Com o aumento do fluxo de passageiros nas festas juninas, Procon e órgãos federais alertam sobre regras para atrasos, cancelamentos e extravio de bagagem
O período do São João é um dos momentos de maior movimentação de passageiros nas rodoviárias e aeroportos do país, especialmente na Região Nordeste. Com tanta gente viajando ao mesmo tempo para curtir os festejos juninos, a chance de enfrentar imprevistos — como atrasos de ônibus ou voos, cancelamentos de última hora e problemas com as malas — aumenta consideravelmente. Para evitar que a viagem dos sonhos vire uma tremenda dor de cabeça, órgãos de defesa do consumidor, como o Procon, e o Ministério da Justiça alertam que o cidadão precisa conhecer os seus direitos garantidos por lei.
Nos transportes rodoviários interestaduais, caso ocorra um atraso superior a uma hora por culpa da empresa de ônibus, o passageiro tem o direito de exigir o reembolso imediato do valor da passagem ou ser realocado em outro ônibus de categoria equivalente ou superior. Se o atraso passar de três horas, a empresa é obrigada a fornecer assistência material gratuita, o que inclui alimentação e, se necessário, hospedagem. Além disso, as regras federais garantem o direito ao arrependimento: o consumidor pode desistir da viagem de ônibus e pedir o reembolso total do bilhete, desde que faça a solicitação com no mínimo três horas de antecedência do horário de partida.
No setor aéreo, as normas estabelecidas pela Agência Nacional de Aviação Civil (Anac) também são rígidas em relação à assistência. Em casos de atrasos ou cancelamentos de voos, a companhia aérea deve oferecer facilidade de comunicação (como internet ou telefone) a partir de uma hora de espera. Se o atraso passar de duas horas, a empresa deve fornecer alimentação adequada. Caso a espera supere quatro horas ou o voo seja cancelado, o passageiro tem direito a hospedagem (com transporte de ida e volta incluído) ou, se estiver em seu local de domicílio, o transporte para casa. O reembolso integral ou a reacomodação em outro voo também são opções obrigatórias nessas situações extremas.

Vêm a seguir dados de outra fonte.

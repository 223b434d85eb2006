use axum::{
	body::Body,
	extract::{FromRef, FromRequest, FromRequestParts, OriginalUri, Request},
	http::{header, request, Response},
	response::IntoResponse,
};
use serde::de;
use uuid::Uuid;

use crate::{error::Error, model, session::COOKIE_NAME, Database};

/// Extractor that deserializes a JSON body and validates it.
pub struct Json<T>(pub T);

#[axum::async_trait]
impl<T, S> FromRequest<S> for Json<T>
where
	T: de::DeserializeOwned + validator::Validate,
	S: Send + Sync,
{
	type Rejection = Error;

	async fn from_request(req: Request, state: &S) -> Result<Self, Self::Rejection> {
		let result = axum::extract::Json::<T>::from_request(req, state).await?.0;

		result.validate().map_err(Error::Validation)?;
		Ok(Self(result))
	}
}

impl<T> IntoResponse for Json<T>
where
	T: serde::Serialize,
{
	fn into_response(self) -> Response<Body> {
		axum::extract::Json(self.0).into_response()
	}
}

/// Extractor that deserializes a query string and validates it.
pub struct Query<T>(pub T);

#[axum::async_trait]
impl<T, S> FromRequestParts<S> for Query<T>
where
	T: de::DeserializeOwned + validator::Validate,
	S: Send + Sync,
{
	type Rejection = Error;

	async fn from_request_parts(
		parts: &mut request::Parts,
		state: &S,
	) -> Result<Self, Self::Rejection> {
		let result = axum::extract::Query::<T>::from_request_parts(parts, state)
			.await?
			.0;

		result.validate().map_err(Error::Validation)?;
		Ok(Self(result))
	}
}

/// Extracts the session and related user from the request.
///
/// Guarded handlers take this as an explicit parameter. When the cookie is
/// missing, malformed or does not match a live session, the rejection is a
/// redirect to the login form carrying the original destination in `next`,
/// never an error status.
#[derive(Debug)]
pub struct Session {
	pub id: Uuid,
	pub user: model::User,
}

fn login_redirect(parts: &request::Parts) -> Error {
	// Inside nested routers `parts.uri` is stripped, so prefer the
	// original uri recorded by the router.
	let uri = parts
		.extensions
		.get::<OriginalUri>()
		.map_or(&parts.uri, |original| &original.0);

	let next = uri.path_and_query().map_or_else(
		|| uri.path().to_owned(),
		|target| target.as_str().to_owned(),
	);

	Error::LoginRequired { next }
}

#[axum::async_trait]
impl<S> FromRequestParts<S> for Session
where
	Database: FromRef<S>,
	S: Sync + Send,
{
	type Rejection = Error;

	async fn from_request_parts(
		parts: &mut request::Parts,
		state: &S,
	) -> Result<Self, Self::Rejection> {
		let cookie = parts
			.headers
			.get(header::COOKIE)
			.and_then(|value| value.to_str().ok())
			.unwrap_or("");

		let Some(session_cookie) = cookie::Cookie::split_parse(cookie)
			.filter_map(|cookie| cookie.ok())
			.find(|cookie| cookie.name() == COOKIE_NAME)
		else {
			return Err(login_redirect(parts));
		};

		let Ok(session_id) = Uuid::parse_str(session_cookie.value()) else {
			return Err(login_redirect(parts));
		};

		let database = Database::from_ref(state);
		let user = sqlx::query_as::<_, model::User>(
			r#"
			SELECT users.* FROM users
			JOIN sessions ON sessions.user_id = users.id
			WHERE sessions.id = ?
			"#,
		)
		.bind(session_id)
		.fetch_optional(&database)
		.await?;

		let Some(user) = user else {
			return Err(login_redirect(parts));
		};

		Ok(Self {
			id: session_id,
			user,
		})
	}
}
use argon2::{
	password_hash::{rand_core::OsRng, SaltString},
	Argon2, PasswordHash, PasswordHasher, PasswordVerifier,
};
use axum::{
	extract::State,
	http::{header, StatusCode},
	response::{IntoResponse, Redirect, Response},
	routing::{get, post},
};
use serde::Deserialize;
use serde_json::json;
use uuid::Uuid;
use validator::{Validate, ValidationError};

use crate::{
	extract::{Json, Query, Session},
	model, session, AppState, Database,
};

pub fn routes() -> axum::Router<AppState> {
	axum::Router::new()
		.route("/signup/", post(signup))
		.route("/login/", get(login_form).post(login))
		.route("/logout/", get(logout))
		.route("/me/", get(me))
}

/// An error that can occur during authentication.
///
/// Note that the messages are presented to the client, so they should not contain
/// sensitive information.
#[derive(Debug, thiserror::Error)]
pub enum Error {
	#[error("invalid username or password")]
	InvalidUsernameOrPassword,
	#[error("password hash error")]
	Hash(#[from] argon2::password_hash::Error),
	#[error("username already taken")]
	UsernameTaken,
}

impl Error {
	pub fn status(&self) -> StatusCode {
		match self {
			Self::InvalidUsernameOrPassword => StatusCode::UNAUTHORIZED,
			Self::Hash(..) => StatusCode::INTERNAL_SERVER_ERROR,
			Self::UsernameTaken => StatusCode::CONFLICT,
		}
	}
}

impl IntoResponse for Error {
	fn into_response(self) -> Response {
		crate::Error::from(self).into_response()
	}
}

fn validate_username(username: &str) -> Result<(), ValidationError> {
	if username.chars().any(|c| !c.is_alphanumeric() && c != '_') {
		return Err(ValidationError::new(
			"username must be letters, digits or underscores",
		));
	}

	Ok(())
}

#[derive(Deserialize, Validate)]
pub struct SignupInput {
	#[validate(length(min = 3, max = 16), custom(function = "validate_username"))]
	pub username: String,
	#[validate(length(min = 8, max = 128))]
	pub password: String,
}

#[derive(Deserialize, Validate)]
pub struct LoginInput {
	pub username: String,
	pub password: String,
}

#[derive(Debug, Deserialize, Validate)]
pub struct NextQuery {
	pub next: Option<String>,
}

fn hash_password(hasher: &Argon2, password: &str) -> Result<String, Error> {
	let salt = SaltString::generate(&mut OsRng);

	Ok(hasher.hash_password(password.as_bytes(), &salt)?.to_string())
}

fn verify_password(hasher: &Argon2, hash: &str, password: &str) -> Result<(), Error> {
	let hash = PasswordHash::new(hash).map_err(|_| Error::InvalidUsernameOrPassword)?;

	hasher
		.verify_password(password.as_bytes(), &hash)
		.map_err(|_| Error::InvalidUsernameOrPassword)
}

async fn create_session(database: &Database, user_id: i64) -> Result<Uuid, crate::Error> {
	let session_id = Uuid::new_v4();

	sqlx::query("INSERT INTO sessions (id, user_id, created_at) VALUES (?, ?, ?)")
		.bind(session_id)
		.bind(user_id)
		.bind(chrono::Utc::now())
		.execute(database)
		.await?;

	Ok(session_id)
}

/// Only same-origin absolute paths are valid return targets.
fn is_safe_target(next: &str) -> bool {
	next.starts_with('/') && !next.starts_with("//")
}

/// The declared login form. Guarded routes redirect here with the original
/// destination in `next`.
async fn login_form(Query(query): Query<NextQuery>) -> Json<serde_json::Value> {
	Json(json!({
		"form": {
			"fields": {
				"username": { "kind": "text", "required": true },
				"password": { "kind": "password", "required": true },
			}
		},
		"next": query.next,
	}))
}

/// Returns the authenticated user.
async fn me(session: Session) -> impl IntoResponse {
	Json(session.user)
}

/// Starts a session, assuming the credentials are valid, and returns to
/// `next` or the global feed.
async fn login(
	State(state): State<AppState>,
	Query(query): Query<NextQuery>,
	Json(auth): Json<LoginInput>,
) -> Result<Response, crate::Error> {
	let user = sqlx::query_as::<_, model::User>("SELECT * FROM users WHERE username = ?")
		.bind(&auth.username)
		.fetch_optional(&state.database)
		.await?;

	let Some(user) = user else {
		return Err(Error::InvalidUsernameOrPassword.into());
	};

	verify_password(&state.hasher, &user.password_hash, &auth.password)?;

	let session_id = create_session(&state.database, user.id).await?;
	let cookie = session::create_cookie(session_id);

	let next = query
		.next
		.as_deref()
		.filter(|next| is_safe_target(next))
		.unwrap_or("/");

	Ok((
		[(header::SET_COOKIE, cookie.to_string())],
		Redirect::to(next),
	)
		.into_response())
}

/// Logs out of the authenticated account.
async fn logout(
	State(database): State<Database>,
	session: Session,
) -> Result<Response, crate::Error> {
	sqlx::query("DELETE FROM sessions WHERE id = ?")
		.bind(session.id)
		.execute(&database)
		.await?;

	// Clear the session cookie
	Ok((
		[(header::SET_COOKIE, session::clear_cookie().to_string())],
		Redirect::to("/"),
	)
		.into_response())
}

/// Registers a new account, returning the user with a session cookie.
async fn signup(
	State(state): State<AppState>,
	Json(auth): Json<SignupInput>,
) -> Result<Response, crate::Error> {
	let password_hash = hash_password(&state.hasher, &auth.password)?;

	let user = sqlx::query_as::<_, model::User>(
		r#"
		INSERT INTO users (username, password_hash, created_at)
		VALUES (?, ?, ?)
		RETURNING *
		"#,
	)
	.bind(&auth.username)
	.bind(&password_hash)
	.bind(chrono::Utc::now())
	.fetch_one(&state.database)
	.await
	.map_err(|e| match e {
		sqlx::Error::Database(ref d) if d.is_unique_violation() => Error::UsernameTaken.into(),
		e => crate::Error::Database(e),
	})?;

	let session_id = create_session(&state.database, user.id).await?;
	let cookie = session::create_cookie(session_id);

	Ok(([(header::SET_COOKIE, cookie.to_string())], Json(user)).into_response())
}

Para além das regras contratuais e do amparo legal, especialistas em turismo destacam a importância de adotar uma postura prática para minimizar os danos emocionais de um imprevisto. Manter a calma, ter cópias digitais de todos os comprovantes e reservas no celular e carregar uma troca de roupa na mala de mão são atitudes simples que ajudam muito. Caso os direitos não sejam respeitados pela empresa de transporte ou pelo hotel contratado, a orientação das autoridades é registrar imediatamente a queixa nos guichês físicos de atendimento, guardar os protocolos e, se o problema persistir, formalizar uma denúncia por meio da plataforma oficial consumidor.gov.br ou procurar o Procon local para garantir a devida reparação.